= Nancy Jones (missionary) =

African-American schoolteacher and missionary

Nancy "Nannie" Jones (January 8, 1860 - July 1939) was an African-American schoolteacher and missionary to Mozambique and Southern Rhodesia.

A native of Hopkinsville, Kentucky, Jones moved with her family in childhood to Memphis, Tennessee, where she attended the Lemoyne Institute. She graduated from Fisk University in 1886; during her time there she worked as a student teacher in Walls, Mississippi. She was a member of the First Colored Baptist Church in Memphis. She applied to the American Board of Commissioners for Foreign Missions, a Congregationalist organization, for a missionary posting, and in 1888 was sent to work in Mozambique, the first unmarried black woman commissioned by the Board. She was sent to Kambini, in the Inhambane region, where she worked alongside two other black missionaries, Benjamin and Henrietta Bailey Ousley. Initially a teacher of the primary grades at the village school, she soon took charge of the operations of that division; she also visited areas nearby, eventually opening a school for children from other villages.

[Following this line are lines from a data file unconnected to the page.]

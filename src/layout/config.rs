use super::margins::BandMargins;
use super::wrap::BreakRules;
use crate::colour::{colours, Colour};
use crate::units::Px;

/// Size, colour and vertical rhythm for one block of text
#[derive(Debug, Clone, Copy, PartialEq)]
pub struct TextStyle {
    /// Font size in pixels per em
    pub size: Px,
    /// Distance from the top of one line to the top of the next
    pub line_spacing: Px,
    pub colour: Colour,
}

/// Parameters of [`LayoutMode::Centered`](super::LayoutMode::Centered)
#[derive(Debug, Clone, Copy, PartialEq)]
pub struct CenteredParams {
    pub band: BandMargins,
    /// Maximum title width, as a fraction of the canvas width
    pub text_width: f32,
    /// Maximum illustration height, as a fraction of the canvas height
    pub illustration_height_cap: f32,
    /// Total horizontal space kept free beside the illustration
    pub illustration_clearance: Px,
}

/// Parameters of [`LayoutMode::Vertical`](super::LayoutMode::Vertical)
#[derive(Debug, Clone, Copy, PartialEq)]
pub struct VerticalParams {
    pub band: BandMargins,
    /// Left edge of the text block
    pub left: Px,
    /// Maximum text width, as a fraction of the canvas width
    pub text_width: f32,
    /// Extra space between the title block and the subtitle block
    pub subtitle_gap: Px,
    /// Maximum illustration height, as a fraction of the canvas height
    pub illustration_height_cap: f32,
    /// Total horizontal space kept free beside the illustration
    pub illustration_clearance: Px,
}

/// Illustrations shrink to `scale` while the text fills less than `below` of the
/// text zone's height
#[derive(Debug, Clone, Copy, PartialEq)]
pub struct OccupancyTier {
    pub below: f32,
    pub scale: f32,
}

/// Parameters of [`LayoutMode::Horizontal`](super::LayoutMode::Horizontal)
#[derive(Debug, Clone, Copy, PartialEq)]
pub struct HorizontalParams {
    pub band: BandMargins,
    /// Fixed margin on both sides of the canvas
    pub side: Px,
    /// Share of the usable width given to the illustration zone on the left
    pub illustration_share: f32,
    /// Share of the usable width given to the text zone on the right
    pub text_share: f32,
    /// Padding inside the text zone, (horizontal, vertical)
    pub text_padding: (Px, Px),
    /// Cap on the wrapping width, as a fraction of the canvas width
    pub text_width_cap: f32,
    /// Extra space between the title block and the subtitle block
    pub subtitle_gap: Px,
    /// Tiers in increasing order of `below`
    pub occupancy_tiers: [OccupancyTier; 2],
    /// Scale used once the text fills more than every tier allows
    pub dense_scale: f32,
}

impl HorizontalParams {
    /// The illustration scale for text that fills `occupancy` of the text zone
    pub fn occupancy_scale(&self, occupancy: f32) -> f32 {
        self.occupancy_tiers
            .iter()
            .find(|tier| occupancy < tier.below)
            .map_or(self.dense_scale, |tier| tier.scale)
    }
}

/// Everything the composer needs besides the font faces themselves.
///
/// The defaults are tuned for double-resolution frames (e.g. 2400×1260 eyecatches)
/// set with a 120px title and an 80px subtitle.
#[derive(Debug, Clone, PartialEq)]
pub struct ComposerConfig {
    pub title: TextStyle,
    pub subtitle: TextStyle,
    /// Space between the text block and an illustration stacked under it
    pub text_illustration_gap: Px,
    /// Illustrations with less height than this available are left out
    pub min_illustration_height: Px,
    pub break_rules: BreakRules,
    pub centered: CenteredParams,
    pub vertical: VerticalParams,
    pub horizontal: HorizontalParams,
}

impl Default for ComposerConfig {
    fn default() -> Self {
        ComposerConfig {
            title: TextStyle {
                size: Px(120.0),
                line_spacing: Px(160.0),
                colour: colours::BLACK,
            },
            subtitle: TextStyle {
                size: Px(80.0),
                line_spacing: Px(120.0),
                colour: colours::SLATE,
            },
            text_illustration_gap: Px(120.0),
            min_illustration_height: Px(200.0),
            break_rules: BreakRules::default(),
            centered: CenteredParams {
                band: BandMargins::new(0.15, 0.75, 0.1),
                text_width: 0.8,
                illustration_height_cap: 0.6,
                illustration_clearance: Px(200.0),
            },
            vertical: VerticalParams {
                band: BandMargins::new(0.1, 0.8, 0.1),
                left: Px(200.0),
                text_width: 0.7,
                subtitle_gap: Px(240.0),
                illustration_height_cap: 0.5,
                illustration_clearance: Px(300.0),
            },
            horizontal: HorizontalParams {
                band: BandMargins::new(0.1, 0.8, 0.1),
                side: Px(300.0),
                illustration_share: 0.3,
                text_share: 0.7,
                text_padding: (Px(120.0), Px(80.0)),
                text_width_cap: 0.4,
                subtitle_gap: Px(80.0),
                occupancy_tiers: [
                    OccupancyTier {
                        below: 0.3,
                        scale: 0.95,
                    },
                    OccupancyTier {
                        below: 0.6,
                        scale: 0.85,
                    },
                ],
                dense_scale: 0.75,
            },
        }
    }
}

In 1893 Jones was sent to the Gaza mission in Southern Rhodesia, at first working again as a teacher in the local school. She was removed from this post and relegated to menial housekeeping tasks; her fellow missionaries refused to share housing with her. Citing this prejudice as a reason, she resigned from the mission in 1887 and returned to Memphis, where she continued her teaching career. Accompanying her was an African girl named Mary Jones (born 1883) whose status is unknown; she may have been Nancy's adopted daughter. For a time she taught in DeSoto County, Mississippi. Eventually she moved to Tunica County in the same state, where with the assistance of David Reid she established the Colored Normal, Industrial and Mechanical School of Tunica near Prichard in 1920. Jones continued living in Mississippi until her death; she was buried at Belmont Baptist Church near Prichard.